In the summer of 2016, while an artist-in-residence at the Skidmore College MDOCS Storytellers Institute, I began an ongoing, collaborative documentary engagement with a community of artists and organizers who work and/or reside at the Saratoga Race Course.
The Saratoga Race Course is one of the most lucrative thoroughbred racetracks in the U.S. In 2015, a study found that this city of 28,000 annually earns $237 million dollars through horseracing tourism alone.
The labor that supports this multi-million dollar industry is led by people who migrate every year on H2B visas from their home communities in Mexico and Central America to Saratoga Springs.
For six to eight months every year, this community works and lives in an area closed to the public called the “backstretch.” Though Saratoga Springs’ high-end economy immeasurably relies on immigrant communities, there remains a chasm of understanding maintained in part by the geographic segregation of residing at the backstretch (and by an unabashed racial hierarchy).
In 2016, I began working with Krystle Nowhitney Hernandez, oral historian and Deputy Director of the Saratoga County Equal Opportunity Council, and with a community of artists who work and reside at the Saratoga Race Course, most of whom are originally from Mexico.
Our collaboration holds that the work of creative community can be a vehicle for raising consciousness, imagining new possibilities for social relations, and exploring one’s own ever-evolving identity. All members of our collaboration, including Krystle and myself, are all immigrants or first-generation ourselves. As such, stories of cultural crossing are of both personal and political interest.

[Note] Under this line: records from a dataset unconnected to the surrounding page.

//! Create Category Handler

use salvo::{
    oapi::{ToSchema, extract::JsonBody},
    prelude::*,
};
use serde::{Deserialize, Serialize};

use flames_app::domain::categories::{data::NewCategory, records::CategoryUuid};

use crate::{
    categories::{errors::into_status_error, handlers::index::CategoryResponse},
    extensions::*,
};

/// Create Category Request
#[derive(Debug, Serialize, Deserialize, ToSchema)]
pub(crate) struct CreateCategoryRequest {
    pub name: String,
    pub slug: String,

    #[serde(default)]
    pub icon: Option<String>,
}

impl From<CreateCategoryRequest> for NewCategory {
    fn from(request: CreateCategoryRequest) -> Self {
        NewCategory {
            uuid: CategoryUuid::new(),
            name: request.name,
            slug: request.slug,
            icon: request.icon,
        }
    }
}

/// Create Category Handler
#[endpoint(
    tags("admin"),
    summary = "Create Category",
    security(("admin_key" = [])),
    responses(
        (status_code = StatusCode::CREATED, description = "Category created"),
        (status_code = StatusCode::CONFLICT, description = "Category already exists"),
        (status_code = StatusCode::BAD_REQUEST, description = "Bad Request"),
        (status_code = StatusCode::UNAUTHORIZED, description = "Unauthorized"),
    ),
)]
pub(crate) async fn handler(
    json: JsonBody<CreateCategoryRequest>,
    depot: &mut Depot,
    res: &mut Response,
) -> Result<Json<CategoryResponse>, StatusError> {
    let app = depot.app()?;

    let category = app
        .categories
        .create_category(json.into_inner().into())
        .await
        .map_err(into_status_error)?;

    res.status_code(StatusCode::CREATED);

    Ok(Json(category.into()))
}
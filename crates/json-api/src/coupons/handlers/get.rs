//! Get Coupon Handler

use salvo::{
    oapi::{
        ToSchema,
        extract::{PathParam, QueryParam},
    },
    prelude::*,
};
use rust_decimal::prelude::ToPrimitive;
use serde::{Deserialize, Serialize};

use flames_app::domain::coupons::records::{CouponRecord, CouponType};

use crate::{coupons::errors::into_status_error, extensions::*};

/// Coupon discount rule
#[derive(Debug, Clone, Copy, PartialEq, Eq, Serialize, Deserialize, ToSchema)]
#[serde(rename_all = "lowercase")]
pub(crate) enum CouponTypeBody {
    /// `value` is percentage points
    Percent,

    /// `value` is an amount in paise
    Flat,
}

impl From<CouponType> for CouponTypeBody {
    fn from(kind: CouponType) -> Self {
        match kind {
            CouponType::Percent => Self::Percent,
            CouponType::Flat => Self::Flat,
        }
    }
}

impl From<CouponTypeBody> for CouponType {
    fn from(kind: CouponTypeBody) -> Self {
        match kind {
            CouponTypeBody::Percent => Self::Percent,
            CouponTypeBody::Flat => Self::Flat,
        }
    }
}

#[derive(Debug, Serialize, Deserialize, ToSchema)]
pub(crate) struct CouponResponse {
    /// Canonical (upper-case) code
    pub code: String,

    #[serde(rename = "type")]
    pub kind: CouponTypeBody,

    /// Percentage points or paise, depending on `type`
    pub value: f64,

    /// Minimum subtotal in paise
    pub min_order: u64,

    pub active: bool,
    pub expires_at: Option<String>,
}

impl From<CouponRecord> for CouponResponse {
    fn from(coupon: CouponRecord) -> Self {
        CouponResponse {
            code: coupon.code,
            kind: coupon.kind.into(),
            value: coupon.value.to_f64().unwrap_or_default(),
            min_order: coupon.min_order,
            active: coupon.active,
            expires_at: coupon.expires_at.map(|expires_at| expires_at.to_string()),
        }
    }
}

/// Get Coupon Handler
///
/// Looks up a redeemable coupon by code, ignoring case.
#[endpoint(
    tags("checkout"),
    summary = "Get Coupon",
    responses(
        (status_code = StatusCode::OK, description = "Coupon found"),
        (status_code = StatusCode::NOT_FOUND, description = "Invalid coupon"),
    ),
)]
pub(crate) async fn handler(
    code: PathParam<String>,
    at: QueryParam<String, false>,
    depot: &mut Depot,
) -> Result<Json<CouponResponse>, StatusError> {
    let app = depot.app()?;
    let point_in_time = at.into_point_in_time()?;

    let coupon = app
        .coupons
        .get_coupon(&code.into_inner(), point_in_time)
        .await
        .map_err(into_status_error)?;

    Ok(Json(coupon.into()))
}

Our first project was a performance ethnography that occupied an elite art gallery in downtown Saratoga Springs and filled the space with the sounds, textures, and gestures of hot walking.
Of the jobs available to the migrant labor pool at the track, hot walking is one of the lowest paid and referred to as requiring less skill (though one would argue that anyone who can manage a horse for any amount of time is entirely skilled in a sensitive craft). The job of a hot walker is to cool down the horses after workouts and races. For thirty minutes after every exertion, the hot walkers walk the horses in circles, lead them to water, lead them to baths. From the outside, this labor appears both meditative and constraining. Tranquil and challenging.
Knowing our audience and the stories we wanted to tell, we created an installation and performance that would bring together two rather segregated audiences but in a way that does not reify patterns of “knowing” but asks the audience to use the participatory walking exercise as an invitation to embody knowledge. We also wanted to create a space in which the rules of the space were not entirely clear, in which audiences would need to sit with the sensation of not knowing or not understanding, an experience that we felt mirrors the process of entering communities and cultures not one’s own. To create this sense, we did not alert the audience in any of our promotional materials to what they would experience within the gallery space, and we even kept the door closed to the gallery until the walk began.
Here you see the program for the event. This is all the information people had before entering. No complete definitions, no direct translations, and really expecting the audience to do the work of decoding, which is work that immigrants have to do daily if not moment by moment.
Nearly 100 people filled the Spring Street Gallery for this one-time pop-up event, and the work we produced together led to two more years of collaborations, including the 360º film, “How to Tell a True Immigrant Story.”